//! File-backed storage for named functions (`$name` references).
//!
//! One JSON document per function; the body and the captured default
//! bindings are stored as rendered expression text and reparsed on load.

use std::collections::BTreeMap;
use std::fs;
use std::path::PathBuf;

use anyhow::{bail, Context};
use fx_ast::Expr;
use fx_engine::{Environment, FunctionSource, LoadedFunction};
use serde::{Deserialize, Serialize};

#[derive(Debug, Serialize, Deserialize)]
struct StoredFunction {
    body: String,
    #[serde(default)]
    defaults: BTreeMap<String, String>,
}

pub struct FunctionStore {
    dir: PathBuf,
}

fn valid_name(name: &str) -> bool {
    !name.is_empty()
        && name
            .chars()
            .all(|c| c.is_ascii_alphanumeric() || c == '_')
}

impl FunctionStore {
    /// Open the store in the platform data directory.
    pub fn open() -> std::io::Result<Self> {
        let dir = dirs::data_dir()
            .unwrap_or_else(|| PathBuf::from("."))
            .join("fx")
            .join("functions");
        fs::create_dir_all(&dir)?;
        Ok(FunctionStore { dir })
    }

    /// Open a store rooted at an explicit directory.
    pub fn with_dir(dir: PathBuf) -> std::io::Result<Self> {
        fs::create_dir_all(&dir)?;
        Ok(FunctionStore { dir })
    }

    fn file(&self, name: &str) -> PathBuf {
        self.dir.join(format!("{}.json", name))
    }

    pub fn save(&self, name: &str, body: &Expr, defaults: &Environment) -> anyhow::Result<()> {
        if !valid_name(name) {
            bail!("invalid function name '{}'", name);
        }
        let stored = StoredFunction {
            body: body.to_string(),
            defaults: defaults
                .list()
                .into_iter()
                .map(|(key, expr)| (key.to_string(), expr.to_string()))
                .collect(),
        };
        let json = serde_json::to_string_pretty(&stored)?;
        fs::write(self.file(name), json)
            .with_context(|| format!("writing function '{}'", name))?;
        Ok(())
    }

    /// Remove a stored function, returns true if it existed.
    pub fn remove(&self, name: &str) -> bool {
        valid_name(name) && fs::remove_file(self.file(name)).is_ok()
    }

    pub fn contains(&self, name: &str) -> bool {
        valid_name(name) && self.file(name).exists()
    }

    /// Names of all stored functions, sorted.
    pub fn list(&self) -> Vec<String> {
        let Ok(entries) = fs::read_dir(&self.dir) else {
            return Vec::new();
        };
        let mut names: Vec<String> = entries
            .filter_map(|entry| {
                let path = entry.ok()?.path();
                if path.extension()? != "json" {
                    return None;
                }
                Some(path.file_stem()?.to_str()?.to_string())
            })
            .collect();
        names.sort();
        names
    }
}

impl FunctionSource for FunctionStore {
    // Any defect (missing file, bad JSON, unparsable body) reads as "not
    // found"; the evaluator turns that into NaN.
    fn load(&self, name: &str) -> Option<LoadedFunction> {
        if !valid_name(name) {
            return None;
        }
        let content = fs::read_to_string(self.file(name)).ok()?;
        let stored: StoredFunction = serde_json::from_str(&content).ok()?;
        let body = fx_parser::parse(&stored.body).ok()?;
        let mut defaults = Environment::new();
        for (key, text) in &stored.defaults {
            defaults.set(key.clone(), fx_parser::parse(text).ok()?);
        }
        Some(LoadedFunction { body, defaults })
    }
}
//! Free-variable analysis.

use fx_ast::Expr;

use crate::functions::FunctionSource;

/// Maximum depth of stored-function body expansion; past it the walk stops
/// descending so a cyclic function store cannot overflow the stack.
const MAX_EXPAND_DEPTH: usize = 100;

/// Collect the variable names an expression needs bound, in
/// left-to-right/depth-first order. Duplicates are retained; callers
/// de-duplicate as needed.
///
/// A `$name{...}` call contributes the free variables of the stored body
/// plus the *parameter names* of its bindings, not the free variables of
/// the bound expressions. The surrounding missing-variable detection is
/// written against exactly this output, so the asymmetry is contractual.
pub fn free_variables(expr: &Expr, functions: &dyn FunctionSource) -> Vec<String> {
    let mut names = Vec::new();
    collect(expr, functions, &mut names, 0);
    names
}

fn collect(expr: &Expr, functions: &dyn FunctionSource, names: &mut Vec<String>, depth: usize) {
    match expr {
        Expr::Number(_) => {}
        Expr::Variable(name) => names.push(name.clone()),
        Expr::Unary(_, arg) | Expr::Factorial(arg) | Expr::Paren(arg) => {
            collect(arg, functions, names, depth);
        }
        Expr::Root { radicand, index } => {
            collect(radicand, functions, names, depth);
            if let Some(index) = index {
                collect(index, functions, names, depth);
            }
        }
        Expr::Frac(lhs, rhs) | Expr::Binary(_, lhs, rhs) => {
            collect(lhs, functions, names, depth);
            collect(rhs, functions, names, depth);
        }
        Expr::Call { name, bindings } => {
            if depth < MAX_EXPAND_DEPTH {
                if let Some(loaded) = functions.load(name) {
                    collect(&loaded.body, functions, names, depth + 1);
                }
            }
            for binding in bindings {
                names.push(binding.name.clone());
            }
        }
    }
}

#[cfg(test)]
mod tests {
    use super::*;
    use crate::env::Environment;
    use crate::functions::{LoadedFunction, NoFunctions};
    use fx_ast::Binding;

    struct OneFunction {
        name: &'static str,
        body: Expr,
    }

    impl FunctionSource for OneFunction {
        fn load(&self, name: &str) -> Option<LoadedFunction> {
            (name == self.name).then(|| LoadedFunction {
                body: self.body.clone(),
                defaults: Environment::new(),
            })
        }
    }

    #[test]
    fn variables_in_source_order_with_duplicates() {
        let e = Expr::add(
            Expr::mul(Expr::var("b"), Expr::var("a")),
            Expr::var("b"),
        );
        assert_eq!(free_variables(&e, &NoFunctions), vec!["b", "a", "b"]);
    }

    #[test]
    fn parens_are_transparent() {
        let e = Expr::add(Expr::var("x"), Expr::var("y"));
        let wrapped = Expr::paren(e.clone());
        assert_eq!(
            free_variables(&e, &NoFunctions),
            free_variables(&wrapped, &NoFunctions)
        );
    }

    #[test]
    fn root_index_contributes() {
        let e = Expr::root(Expr::var("x"), Expr::var("n"));
        assert_eq!(free_variables(&e, &NoFunctions), vec!["x", "n"]);
    }

    #[test]
    fn call_reports_body_variables_then_parameter_names() {
        let source = OneFunction {
            name: "area",
            body: Expr::mul(Expr::var("w"), Expr::var("h")),
        };
        // The binding expression's own variables (q) do not appear; the
        // parameter name (w) does.
        let e = Expr::call("area", vec![Binding::new("w", Expr::var("q"))]);
        assert_eq!(free_variables(&e, &source), vec!["w", "h", "w"]);
    }

    #[test]
    fn unknown_call_reports_only_parameter_names() {
        let e = Expr::call("nosuch", vec![Binding::new("a", Expr::num(1.0))]);
        assert_eq!(free_variables(&e, &NoFunctions), vec!["a"]);
    }

    #[test]
    fn cyclic_function_store_terminates() {
        let source = OneFunction {
            name: "loop",
            body: Expr::call("loop", vec![]),
        };
        let e = Expr::call("loop", vec![]);
        // Just has to come back.
        let _ = free_variables(&e, &source);
    }
}
use std::fmt;
use std::str::FromStr;

use serde::{Deserialize, Serialize};

/// Angle unit consulted by the trigonometric evaluation rules.
///
/// Degrees are the neutral unit: forward trig scales its argument from
/// degrees into the active mode's units before the native call, inverse trig
/// scales the native result back. All non-trig evaluation ignores the mode.
#[derive(Debug, Clone, Copy, PartialEq, Eq, Default, Serialize, Deserialize)]
#[serde(rename_all = "lowercase")]
pub enum AngleMode {
    #[default]
    Deg,
    Rad,
    Grad,
}

impl AngleMode {
    /// Scale a forward-trig argument before the native call.
    pub fn convert_argument(self, value: f64) -> f64 {
        match self {
            AngleMode::Deg => value,
            AngleMode::Rad => value * (std::f64::consts::PI / 180.0),
            AngleMode::Grad => value * (10.0 / 9.0),
        }
    }

    /// Scale an inverse-trig result after the native call.
    pub fn convert_result(self, value: f64) -> f64 {
        match self {
            AngleMode::Deg => value,
            AngleMode::Rad => value * (180.0 / std::f64::consts::PI),
            AngleMode::Grad => value * 0.9,
        }
    }

    pub fn name(self) -> &'static str {
        match self {
            AngleMode::Deg => "deg",
            AngleMode::Rad => "rad",
            AngleMode::Grad => "grad",
        }
    }
}

impl fmt::Display for AngleMode {
    fn fmt(&self, f: &mut fmt::Formatter<'_>) -> fmt::Result {
        f.write_str(self.name())
    }
}

impl FromStr for AngleMode {
    type Err = String;

    fn from_str(s: &str) -> Result<Self, Self::Err> {
        match s.to_ascii_lowercase().as_str() {
            "deg" | "degrees" => Ok(AngleMode::Deg),
            "rad" | "radians" => Ok(AngleMode::Rad),
            "grad" | "gradians" => Ok(AngleMode::Grad),
            other => Err(format!("unknown angle mode '{}'", other)),
        }
    }
}

#[cfg(test)]
mod tests {
    use super::*;

    #[test]
    fn parse_and_display() {
        assert_eq!("rad".parse::<AngleMode>().unwrap(), AngleMode::Rad);
        assert_eq!("DEG".parse::<AngleMode>().unwrap(), AngleMode::Deg);
        assert_eq!(AngleMode::Grad.to_string(), "grad");
        assert!("turns".parse::<AngleMode>().is_err());
    }

    #[test]
    fn argument_and_result_scaling_are_inverse() {
        for mode in [AngleMode::Deg, AngleMode::Rad, AngleMode::Grad] {
            let v = 42.5;
            let back = mode.convert_result(mode.convert_argument(v));
            assert!((back - v).abs() < 1e-12);
        }
    }
}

* * * * * * * * *

- WORK TO COMPLETE -
Write out again, exactly, the lines from the start of the entries up to and including the one with "#[serde(default)]". Nothing else belongs in the reply.

- TASK SOLUTION -
//! File-backed storage for named functions (`$name` references).
//!
//! One JSON document per function; the body and the captured default
//! bindings are stored as rendered expression text and reparsed on load.

use std::collections::BTreeMap;
use std::fs;
use std::path::PathBuf;

use anyhow::{bail, Context};
use fx_ast::Expr;
use fx_engine::{Environment, FunctionSource, LoadedFunction};
use serde::{Deserialize, Serialize};

#[derive(Debug, Serialize, Deserialize)]
struct StoredFunction {
    body: String,
    #[serde(default)]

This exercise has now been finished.